• Try it
Please copy each line of the data that includes the string "MeshBuilder".

• Data extract

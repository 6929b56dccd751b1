//! Triangulation, flat shading and chunk partitioning.
//!
//! The grid is split into two triangles per quad. Every triangle corner is
//! then expanded into its own vertex (flat shading), and the expanded
//! buffer is cut into contiguous chunks of at most `chunk_size` vertices.
//! While expanding, each grid cell learns which vertex slots and chunks it
//! feeds, so an edit can later refresh exactly the chunks it touched.

use std::ops::Range;

use glam::Vec2;

use super::chunk::MeshChunk;
use super::store::VertexStore;
use crate::core::{Error, Result, Rgba};
use crate::terrain::grid::{Grid, GridDimensions};

/// Smallest chunk able to hold one triangle.
pub const MIN_CHUNK_SIZE: u32 = 3;

/// Builds a [`ChunkedMesh`] and the matching [`VertexStore`].
#[derive(Clone, Copy, Debug)]
pub struct MeshBuilder {
    chunk_size: u32,
}

impl MeshBuilder {
    /// Create a builder. The chunk size is rounded down to a whole number of
    /// triangles so no triangle straddles two chunks.
    pub fn new(chunk_size: u32) -> Self {
        let effective = (chunk_size - chunk_size % 3).max(MIN_CHUNK_SIZE);
        if effective != chunk_size {
            log::warn!("Chunk size {} adjusted to {}", chunk_size, effective);
        }
        Self {
            chunk_size: effective,
        }
    }

    pub fn chunk_size(&self) -> u32 {
        self.chunk_size
    }

    /// Global triangle list over grid cell indices, two triangles per quad
    /// with a consistent diagonal.
    pub fn triangulate(dims: GridDimensions) -> Vec<u32> {
        let w = dims.width;
        let mut triangles = Vec::with_capacity(dims.quad_count() * 6);
        for y in 0..dims.height.saturating_sub(1) {
            for x in 0..w.saturating_sub(1) {
                let a = y * w + x;
                let b = (y + 1) * w + x;
                let c = y * w + x + 1;
                let d = (y + 1) * w + x + 1;
                triangles.extend_from_slice(&[a, d, c, d, a, b]);
            }
        }
        triangles
    }

    /// Flat-shade and chunk the grid described by `grid`, `heights` and
    /// `colors`. Both maps must have one entry per grid cell.
    pub fn build(
        &self,
        grid: &Grid,
        heights: Vec<f32>,
        colors: Vec<Rgba>,
    ) -> Result<(VertexStore, ChunkedMesh)> {
        let expected = grid.cell_count();
        for actual in [heights.len(), colors.len()] {
            if actual != expected {
                return Err(Error::LengthMismatch { expected, actual });
            }
        }

        let mut store = VertexStore::new(heights, colors)?;
        let grid_triangles = Self::triangulate(grid.dimensions());
        store.reserve_vertices(grid_triangles.len());

        let mut uvs = Vec::with_capacity(grid_triangles.len());
        for (slot, &cell) in grid_triangles.iter().enumerate() {
            let cell = cell as usize;
            let (col, row) = grid.coords_of(cell);
            store.append_duplicate(cell, grid.grid_to_world(col as i32, row as i32));
            store.register_chunk_membership(cell, slot as u32 / self.chunk_size);
            uvs.push(grid.uv(col, row));
        }

        let mut mesh = ChunkedMesh {
            chunk_size: self.chunk_size,
            uvs,
            chunks: Vec::new(),
        };
        mesh.chunks = (0..mesh.chunk_count_for(grid_triangles.len()))
            .map(|id| mesh.slice_chunk(id as u32, &store))
            .collect();

        log::info!(
            "Built {}x{} terrain mesh: {} vertices in {} chunks",
            grid.width(),
            grid.height(),
            store.vertices().len(),
            mesh.chunks.len()
        );
        Ok((store, mesh))
    }
}

/// The flattened terrain mesh, partitioned into chunks.
#[derive(Clone, Debug, Default)]
pub struct ChunkedMesh {
    chunk_size: u32,
    uvs: Vec<Vec2>,
    chunks: Vec<MeshChunk>,
}

impl ChunkedMesh {
    pub fn chunk_size(&self) -> u32 {
        self.chunk_size
    }

    pub fn chunk_count(&self) -> usize {
        self.chunks.len()
    }

    pub fn chunks(&self) -> &[MeshChunk] {
        &self.chunks
    }

    pub fn chunk(&self, id: u32) -> Option<&MeshChunk> {
        self.chunks.get(id as usize)
    }

    pub fn vertex_count(&self) -> usize {
        self.uvs.len()
    }

    fn chunk_count_for(&self, vertex_count: usize) -> usize {
        vertex_count.div_ceil(self.chunk_size as usize)
    }

    /// Range of the flattened buffer covered by chunk `id`.
    pub fn chunk_range(&self, id: u32) -> Range<usize> {
        let size = self.chunk_size as usize;
        let start = (id as usize * size).min(self.uvs.len());
        let end = (start + size).min(self.uvs.len());
        start..end
    }

    fn slice_chunk(&self, id: u32, store: &VertexStore) -> MeshChunk {
        let range = self.chunk_range(id);
        let triangles = range
            .clone()
            .map(|global| global as u32 % self.chunk_size)
            .collect();
        MeshChunk::new(
            id,
            store.vertices()[range.clone()].to_vec(),
            triangles,
            self.uvs[range].to_vec(),
        )
    }

    /// Re-slice chunk `id` from the store's vertex buffer and recompute its
    /// normals.
    pub fn rebuild_chunk(&mut self, id: u32, store: &VertexStore) -> Result<()> {
        let range = self.chunk_range(id);
        let chunk = self
            .chunks
            .get_mut(id as usize)
            .ok_or(Error::InvalidChunk(id))?;
        chunk.set_vertices(&store.vertices()[range]);
        Ok(())
    }

    /// Refresh every chunk.
    pub fn rebuild_all(&mut self, store: &VertexStore) {
        for id in 0..self.chunks.len() as u32 {
            let range = self.chunk_range(id);
            self.chunks[id as usize].set_vertices(&store.vertices()[range]);
        }
    }
}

• Your solution
pub struct MeshBuilder {
impl MeshBuilder {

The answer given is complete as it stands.